Learning-Aided Evolution for Optimization

• Published in: IEEE transactions on evolutionary computation Vol. 27; no. 6; pp. 1794 - 1808
• Main Authors: Zhan, Zhi-Hui, Li, Jian-Yu, Kwong, Sam, Zhang, Jun
• Format: Journal Article
• Language: English
• Published: New York IEEE 01.12.2023; The Institute of Electrical and Electronics Engineers, Inc. (IEEE)

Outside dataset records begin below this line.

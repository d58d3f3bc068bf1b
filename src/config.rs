/*
 * Copyright 2024 Luc Lenôtre
 *
 * This file is part of Maestro.
 *
 * Maestro is free software: you can redistribute it and/or modify it under the
 * terms of the GNU General Public License as published by the Free Software
 * Foundation, either version 3 of the License, or (at your option) any later
 * version.
 *
 * Maestro is distributed in the hope that it will be useful, but WITHOUT ANY
 * WARRANTY; without even the implied warranty of MERCHANTABILITY or FITNESS FOR
 * A PARTICULAR PURPOSE. See the GNU General Public License for more details.
 *
 * You should have received a copy of the GNU General Public License along with
 * Maestro. If not, see <https://www.gnu.org/licenses/>.
 */

//! Compile-time tunables, grouped by subsystem the way the teacher's `.config`-derived constants
//! are. There is no boot/link surface in this core to drive a menu config from (that lives in
//! the syscall dispatcher and boot loader, both out of scope), so these stay plain `pub const`s.

/// The size of a page in bytes (spec section 6).
pub const PAGE_SIZE: usize = 0x1000;

/// Number of entries in a page directory or a page table (spec section 6).
pub const ENTRIES_PER_TABLE: usize = 1024;

/// The highest buddy order the page-frame allocator will hand out, mirroring the teacher's
/// `buddy::MAX_ORDER`.
pub const MAX_FRAME_ORDER: u8 = 17;

/// Pointer to the end of the kernel-reserved low area of virtual memory and the start of the
/// allocatable region, mirroring the teacher's `memory::ALLOC_BEGIN`.
pub const ALLOC_BEGIN: usize = 0x4000_0000;

/// The first address of kernel space; user address space is `[0, PROCESS_END)`.
pub const PROCESS_END: usize = 0xc000_0000;

/// Top of the user stack for a freshly created process image.
pub const USER_STACK_TOP: usize = PROCESS_END - PAGE_SIZE;

/// Default size of a new process's stack VMA, in bytes.
pub const DEFAULT_STACK_SIZE: usize = 8 * PAGE_SIZE;

/// The smallest free-list bin size in the kmalloc byte allocator used for sizes below a page.
pub const KMALLOC_MIN_SIZE: usize = 16;

/// The largest size class served by the cache-backed kmalloc path before falling back straight
/// to the page-frame allocator. Must match the top of `kmalloc::SIZE_CLASSES`.
pub const KMALLOC_MAX_SIZE: usize = PAGE_SIZE;

/// Maximum length of a devfs node's flat path name, mirroring `DEVFS_NAME_MAX` in the original
/// source.
pub const DEVFS_NAME_MAX: usize = 255;

/// Maximum number of live devfs nodes, mirroring `DEVFS_MAX_FILES` in the original source.
pub const DEVFS_MAX_FILES: usize = 1024;

/// Integrity marker stored in every `devfs` node, mirroring `DEVFS_MAGIC_NUMBER` in the original
/// source.
pub const DEVFS_MAGIC: u32 = 0xBF;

• Subjects: Algorithms; Artificial intelligence; Artificial neural network (ANN); Artificial neural networks; Benchmark testing; differential evolution (DE); Evolution (biology); Evolutionary computation; evolutionary computation (EC); Global optimization; Human performance; Learning systems; learning-aided evolution; many-objective optimization; multiobjective optimization; Multiple objective analysis; Optimization; particle swarm optimization (PSO); Problem solving; single-objective optimization
• ISSN: 1089-778X; 1941-0026; 1941-0026
• DOI: 10.1109/TEVC.2022.3232776

Learning and optimization are the two essential abilities of human beings for problem solving. Similarly, computer scientists have made great efforts to design artificial neural network (ANN) and evolutionary computation (EC) to simulate the learning ability and the optimization ability for solving real-world problems, respectively. These have been two essential branches in artificial intelligence (AI) and computer science. However, in humans, learning and optimization are usually integrated together for problem solving. Therefore, how to efficiently integrate these two abilities together to develop powerful AI remains a significant but challenging issue. Motivated by this, this article proposes a novel learning-aided evolutionary optimization (LEO) framework that plus learning and evolution for solving optimization problems. The LEO is integrated with the evolution knowledge learned by ANN from the evolution process of EC to promote optimization efficiency. The LEO framework is applied to both classical EC algorithms and some state-of-the-art EC algorithms including a champion algorithm, with benchmarking against the IEEE Congress on EC competition data. The experimental results show that the LEO can significantly enhance the existing EC algorithms to better solve both single-objective and multi-/many-objective global optimization problems, suggesting that learning plus evolution is more intelligent for problem solving. Moreover, the experimental results have also validated the time efficiency of the LEO, where the additional time cost for using LEO is greatly deserved. Therefore, the promising LEO can lead to a new and more efficient paradigm for EC algorithms to solve global optimization problems by plus learning and evolution.